Line by line, copy out the data below exactly.

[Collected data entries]
▼

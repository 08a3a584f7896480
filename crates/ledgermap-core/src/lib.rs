//! Core domain layer for LedgerMap.
//!
//! This crate holds the domain models shared across the workspace: ledger
//! accounts, mapping results and batch aggregates, per-session stores for
//! uploaded ledgers and running batches, and the parser that turns a model's
//! free-text mapping suggestion into a structured record.
//!
//! It knows nothing about HTTP or the upstream completion API; those live in
//! `ledgermap-interaction` and `ledgermap-application`.

pub mod account;
pub mod mapping;
pub mod session;
pub mod suggestion;

pub use account::Account;
pub use mapping::{BatchStatus, BatchSummary, MappingOutcome, MappingResult};
pub use suggestion::{ParsedSuggestion, parse_suggestion};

▲

◆ **Your response**
repository 08a3a584f7896480
filename crates/ledgermap-core/src/lib.rs
//! Core domain layer for LedgerMap.
//!
//! This crate holds the domain models shared across the workspace: ledger
//! accounts, mapping results and batch aggregates, per-session stores for
//! uploaded ledgers and running batches, and the parser that turns a model's
//! free-text mapping suggestion into a structured record.
//!
//! It knows nothing about HTTP or the upstream completion API; those live in
//! `ledgermap-interaction` and `ledgermap-application`.

pub mod account;
pub mod mapping;
pub mod session;
pub mod suggestion;

pub use account::Account;
pub use mapping::{BatchStatus, BatchSummary, MappingOutcome, MappingResult};
pub use suggestion::{ParsedSuggestion, parse_suggestion};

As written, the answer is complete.